Assignment:
Gather every line from the entries below that includes "post".

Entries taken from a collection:
────────────────────────────────────────

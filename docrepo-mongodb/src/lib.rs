//! MongoDB backend for docrepo.
//!
//! This crate provides [`MongoDbStore`], a [`DocumentDatabase`] whose collection handles
//! talk to MongoDB through the official async driver. Filters are passed to the server
//! as they are, so every MongoDB query operator is available.
//!
//! To use this backend, include the `mongodb` feature in your `Cargo.toml`:
//!
//! ```toml
//! [dependencies]
//! docrepo = { version = "x.y.z", features = ["mongodb"] }
//! ```
//!
//! # Connection
//!
//! The connection string and database name are given to the builder directly, or read
//! from the `MONGODB_URI` and `MONGODB_DATABASE` environment variables.
//!
//! # Example
//!
//! ```ignore
//! use docrepo::{database::DatabaseBuilder, mongodb::{MongoDbStore, MongoDbStoreBuilder}};
//!
//! let store = MongoDbStore::builder("mongodb://localhost:27017", "my_database")
//!     .build()
//!     .await?;
//!
//! let from_env = MongoDbStoreBuilder::from_env()?.build().await?;
//! ```
//!
//! [`DocumentDatabase`]: docrepo_core::database::DocumentDatabase

#[allow(unused_extern_crates)]
extern crate self as docrepo_mongodb;

pub mod store;

pub use store::{MongoDbCollection, MongoDbStore, MongoDbStoreBuilder};
//! Collection handle abstraction.
//!
//! A collection handle is the persistence layer's reference to one document collection.
//! The [`CollectionHandle`] trait is the whole surface a
//! [`RepositoryService`](crate::service::RepositoryService) needs from it: each method is
//! one request to the backend and works on untyped BSON documents.
//!
//! # Implementations
//!
//! - `docrepo_memory::InMemoryCollection` for development and tests
//! - `docrepo_mongodb::MongoDbCollection` for MongoDB
//!
//! Forwarding implementations exist for `&H`, `Arc<H>` and `Box<H>`, including
//! `dyn CollectionHandle`, so services can hold borrowed, shared or type-erased handles.

use async_trait::async_trait;
use bson::Document;
use serde::{Deserialize, Serialize};
use std::{fmt::Debug, sync::Arc};

use crate::{error::DocumentStoreResult, filter::Filter, key::DocumentKey};

/// Which version of a document an update returns.
#[derive(Debug, Clone, Copy, Default, PartialEq, Eq)]
pub enum ReturnDocument {
    /// The document as it was before the update.
    Before,
    /// The document as it is after the update.
    #[default]
    After,
}

/// Options for [`CollectionHandle::find_by_id_and_update`].
#[derive(Debug, Clone, Default, PartialEq, Eq)]
pub struct UpdateOptions {
    pub return_document: ReturnDocument,
}

impl UpdateOptions {
    /// Options returning the post-update document.
    pub fn returning_new() -> Self {
        Self { return_document: ReturnDocument::After }
    }

    /// Options returning the pre-update document.
    pub fn returning_old() -> Self {
        Self { return_document: ReturnDocument::Before }
    }
}

/// Outcome of a bulk delete.
///
/// Both fields are optional because not every backend reports them.
#[derive(Debug, Clone, Default, PartialEq, Eq, Serialize, Deserialize)]
pub struct DeleteSummary {
    /// Whether the backend acknowledged the delete.
    #[serde(skip_serializing_if = "Option::is_none")]
    pub acknowledged: Option<bool>,
    /// How many documents were removed.
    #[serde(skip_serializing_if = "Option::is_none")]
    pub deleted_count: Option<u64>,
}

impl DeleteSummary {
    /// An acknowledged delete that removed `deleted_count` documents.
    pub fn acknowledged(deleted_count: u64) -> Self {
        Self {
            acknowledged: Some(true),
            deleted_count: Some(deleted_count),
        }
    }
}

/// Abstract interface to one document collection.
///
/// # Thread Safety
///
/// Implementations must be thread-safe. Consistency of concurrent writes to the same
/// document is entirely up to the backend.
///
/// # Error Handling
///
/// Operations return [`DocumentStoreResult<T>`](crate::error::DocumentStoreResult). A
/// missing document is reported as `Ok(None)`, never as an error.
#[async_trait]
pub trait CollectionHandle: Send + Sync + Debug {
    /// Returns the name of the collection.
    fn name(&self) -> &str;

    /// Returns every document matching `filter`, in storage order.
    async fn find(&self, filter: Filter) -> DocumentStoreResult<Vec<Document>>;

    /// Returns the first document matching `filter`.
    async fn find_one(&self, filter: Filter) -> DocumentStoreResult<Option<Document>>;

    /// Returns the document with the given key.
    async fn find_by_id(&self, key: DocumentKey) -> DocumentStoreResult<Option<Document>>;

    /// Stores a new document and returns it as stored.
    ///
    /// A fresh key is generated when the document has no `_id`. A document whose `_id`
    /// already exists is rejected.
    async fn create(&self, document: Document) -> DocumentStoreResult<Document>;

    /// Removes the document with the given key and returns it as it was before removal.
    async fn find_by_id_and_remove(&self, key: DocumentKey) -> DocumentStoreResult<Option<Document>>;

    /// Replaces the document with the given key by `document`, keeping its `_id`.
    ///
    /// Returns the pre- or post-update document depending on `options`, or `None` when no
    /// document has the key.
    async fn find_by_id_and_update(
        &self,
        key: DocumentKey,
        document: Document,
        options: UpdateOptions,
    ) -> DocumentStoreResult<Option<Document>>;

    /// Removes every document matching `filter`.
    async fn delete_many(&self, filter: Filter) -> DocumentStoreResult<DeleteSummary>;
}

macro_rules! forward_collection_handle {
    ($($ty:ty),+) => {$(
        #[async_trait]
        impl<H> CollectionHandle for $ty
        where
            H: CollectionHandle + ?Sized,
        {
            fn name(&self) -> &str {
                (**self).name()
            }

            async fn find(&self, filter: Filter) -> DocumentStoreResult<Vec<Document>> {
                (**self).find(filter).await
            }

            async fn find_one(&self, filter: Filter) -> DocumentStoreResult<Option<Document>> {
                (**self).find_one(filter).await
            }

            async fn find_by_id(&self, key: DocumentKey) -> DocumentStoreResult<Option<Document>> {
                (**self).find_by_id(key).await
            }

            async fn create(&self, document: Document) -> DocumentStoreResult<Document> {
                (**self).create(document).await
            }

            async fn find_by_id_and_remove(
                &self,
                key: DocumentKey,
            ) -> DocumentStoreResult<Option<Document>> {
                (**self).find_by_id_and_remove(key).await
            }

            async fn find_by_id_and_update(
                &self,
                key: DocumentKey,
                document: Document,
                options: UpdateOptions,
            ) -> DocumentStoreResult<Option<Document>> {
                (**self)
                    .find_by_id_and_update(key, document, options)
                    .await
            }

            async fn delete_many(&self, filter: Filter) -> DocumentStoreResult<DeleteSummary> {
                (**self).delete_many(filter).await
            }
        }
    )+};
}

forward_collection_handle!(&H, Arc<H>, Box<H>);
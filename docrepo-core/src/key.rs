//! Document keys and identifier conversion.
//!
//! Callers address documents by their external string identifier. Backends store the
//! native [`DocumentKey`] in the `_id` field. [`parse_key`] performs the conversion and
//! reports failures as a persistence error, exactly like any other backend failure.

use bson::{Bson, Document};

use crate::error::{DocumentStoreError, DocumentStoreResult};

/// The native primary key type of stored documents.
pub type DocumentKey = bson::oid::ObjectId;

/// Name of the field holding a document's primary key.
pub const KEY_FIELD: &str = "_id";

/// Converts an external string identifier into a [`DocumentKey`].
///
/// # Errors
///
/// Returns [`DocumentStoreError::InvalidIdentifier`] if `id` is not a valid key.
pub fn parse_key(id: &str) -> DocumentStoreResult<DocumentKey> {
    DocumentKey::parse_str(id)
        .map_err(|e| DocumentStoreError::InvalidIdentifier(id.to_string(), e.to_string()))
}

/// Returns the key stored in a document, if it has one.
///
/// A `null` `_id`, as written by an unset `Option<DocumentKey>`, counts as no key.
pub fn document_key(document: &Document) -> Option<&Bson> {
    document
        .get(KEY_FIELD)
        .filter(|key| !matches!(key, Bson::Null))
}

#[cfg(test)]
mod tests {
    use super::*;
    use bson::doc;

    #[test]
    fn parses_hex_identifiers() {
        let key = DocumentKey::new();

        assert_eq!(parse_key(&key.to_hex()).unwrap(), key);
    }

    #[test]
    fn rejects_malformed_identifiers() {
        match parse_key("not-a-key") {
            Err(DocumentStoreError::InvalidIdentifier(id, _)) => assert_eq!(id, "not-a-key"),
            other => panic!("unexpected result {other:?}"),
        }
    }

    #[test]
    fn reads_key_field() {
        let key = DocumentKey::new();

        assert_eq!(document_key(&doc! { "_id": key }), Some(&Bson::ObjectId(key)));
        assert_eq!(document_key(&doc! { "name": "a" }), None);
    }

    #[test]
    fn null_key_is_absent() {
        assert_eq!(document_key(&doc! { "_id": null, "name": "a" }), None);
    }
}
//! Object mapping between declared shapes.
//!
//! The [`Mapper`] turns a value of a source type `S` into a value of a destination type
//! `D`. A conversion registered for the `(S, D)` pair wins; otherwise the value is mapped
//! by field correspondence: `S` is serialized to a BSON document and `D` is deserialized
//! from it, so fields are matched by their serialized names.
//!
//! # Example
//!
//! ```ignore
//! use docrepo::mapper::Mapper;
//!
//! let mapper = Mapper::builder()
//!     .register(|user: User| UserVm { display: user.name.to_uppercase() })
//!     .build();
//!
//! let vm: UserVm = mapper.map::<User, UserVm>(user)?;
//! ```

use bson::{
    Bson,
    de::deserialize_from_bson,
    ser::serialize_to_bson,
};
use serde::{Serialize, de::DeserializeOwned};
use std::{
    any::{Any, TypeId, type_name},
    collections::HashMap,
    fmt,
};

use crate::error::{MappingError, MappingResult};

type Conversion = Box<dyn Fn(Box<dyn Any>) -> Option<Box<dyn Any>> + Send + Sync>;

/// Transforms objects between declared shapes.
///
/// A mapper is configured once through [`MapperBuilder`] and is immutable afterwards, so
/// it can be shared between services behind an `Arc`.
#[derive(Default)]
pub struct Mapper {
    conversions: HashMap<(TypeId, TypeId), Conversion>,
}

impl Mapper {
    /// Creates a mapper without registered conversions.
    pub fn new() -> Self {
        Self::default()
    }

    /// Creates a builder for registering conversions.
    pub fn builder() -> MapperBuilder {
        MapperBuilder::default()
    }

    /// Returns `true` if a conversion is registered for the `(S, D)` pair.
    pub fn has_conversion<S: 'static, D: 'static>(&self) -> bool {
        self.conversions
            .contains_key(&(TypeId::of::<S>(), TypeId::of::<D>()))
    }

    /// Maps one object of shape `S` into shape `D`.
    ///
    /// # Errors
    ///
    /// Returns a [`MappingError`] if field correspondence fails, for example when `D`
    /// requires a field that `S` does not provide.
    pub fn map<S, D>(&self, object: S) -> MappingResult<D>
    where
        S: Serialize + 'static,
        D: DeserializeOwned + 'static,
    {
        match self.conversions.get(&(TypeId::of::<S>(), TypeId::of::<D>())) {
            Some(conversion) => conversion(Box::new(object))
                .and_then(|value| value.downcast::<D>().ok())
                .map(|value| *value)
                .ok_or(MappingError::TypeMismatch {
                    source_type: type_name::<S>(),
                    destination_type: type_name::<D>(),
                }),
            None => Self::map_fields(&object),
        }
    }

    /// Maps a sequence of objects, preserving order and count.
    ///
    /// Stops at the first object that fails to map.
    pub fn map_array<S, D>(&self, objects: Vec<S>) -> MappingResult<Vec<D>>
    where
        S: Serialize + 'static,
        D: DeserializeOwned + 'static,
    {
        objects
            .into_iter()
            .map(|object| self.map::<S, D>(object))
            .collect()
    }

    fn map_fields<S, D>(object: &S) -> MappingResult<D>
    where
        S: Serialize,
        D: DeserializeOwned,
    {
        let failed = |e: bson::error::Error| MappingError::Serialization {
            source_type: type_name::<S>(),
            destination_type: type_name::<D>(),
            message: e.to_string(),
        };

        let bson: Bson = serialize_to_bson(object).map_err(failed)?;

        deserialize_from_bson(bson).map_err(failed)
    }
}

impl fmt::Debug for Mapper {
    fn fmt(&self, f: &mut fmt::Formatter<'_>) -> fmt::Result {
        f.debug_struct("Mapper")
            .field("conversions", &self.conversions.len())
            .finish()
    }
}

/// Builder for [`Mapper`] instances.
#[derive(Default)]
pub struct MapperBuilder {
    conversions: HashMap<(TypeId, TypeId), Conversion>,
}

impl MapperBuilder {
    /// Registers an explicit conversion from `S` to `D`, replacing any earlier one.
    pub fn register<S, D, F>(mut self, conversion: F) -> Self
    where
        S: 'static,
        D: 'static,
        F: Fn(S) -> D + Send + Sync + 'static,
    {
        self.conversions.insert(
            (TypeId::of::<S>(), TypeId::of::<D>()),
            Box::new(move |value: Box<dyn Any>| {
                value
                    .downcast::<S>()
                    .ok()
                    .map(|source| Box::new(conversion(*source)) as Box<dyn Any>)
            }),
        );
        self
    }

    /// Builds the immutable [`Mapper`].
    pub fn build(self) -> Mapper {
        Mapper { conversions: self.conversions }
    }
}

#[cfg(test)]
mod tests {
    use super::*;
    use serde::Deserialize;

    #[derive(Debug, Clone, Serialize, Deserialize)]
    struct Account {
        name: String,
        email: String,
        password: String,
    }

    #[derive(Debug, PartialEq, Deserialize)]
    struct AccountVm {
        name: String,
        email: String,
    }

    #[derive(Debug, PartialEq, Deserialize)]
    struct Greeting {
        text: String,
    }

    fn account(name: &str) -> Account {
        Account {
            name: name.into(),
            email: format!("{name}@example.com"),
            password: "secret".into(),
        }
    }

    #[test]
    fn maps_by_field_correspondence() {
        let vm: AccountVm = Mapper::new().map(account("ada")).unwrap();

        assert_eq!(
            vm,
            AccountVm {
                name: "ada".into(),
                email: "ada@example.com".into(),
            }
        );
    }

    #[test]
    fn missing_destination_fields_fail() {
        let err = Mapper::new()
            .map::<Account, Greeting>(account("ada"))
            .unwrap_err();

        assert!(matches!(err, MappingError::Serialization { .. }));
    }

    #[test]
    fn registered_conversion_wins() {
        let mapper = Mapper::builder()
            .register(|a: Account| Greeting { text: format!("hello {}", a.name) })
            .build();

        assert!(mapper.has_conversion::<Account, Greeting>());
        assert_eq!(
            mapper.map::<Account, Greeting>(account("bob")).unwrap(),
            Greeting { text: "hello bob".into() }
        );
    }

    #[test]
    fn map_array_preserves_order_and_count() {
        let names = ["c", "a", "b"];
        let vms: Vec<AccountVm> = Mapper::new()
            .map_array(names.iter().map(|n| account(n)).collect())
            .unwrap();

        assert_eq!(
            vms.iter().map(|vm| vm.name.as_str()).collect::<Vec<_>>(),
            names
        );
    }
}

────────────────────────────────────────

Expected answer:
    /// Options returning the post-update document.
    /// Returns the pre- or post-update document depending on `options`, or `None` when no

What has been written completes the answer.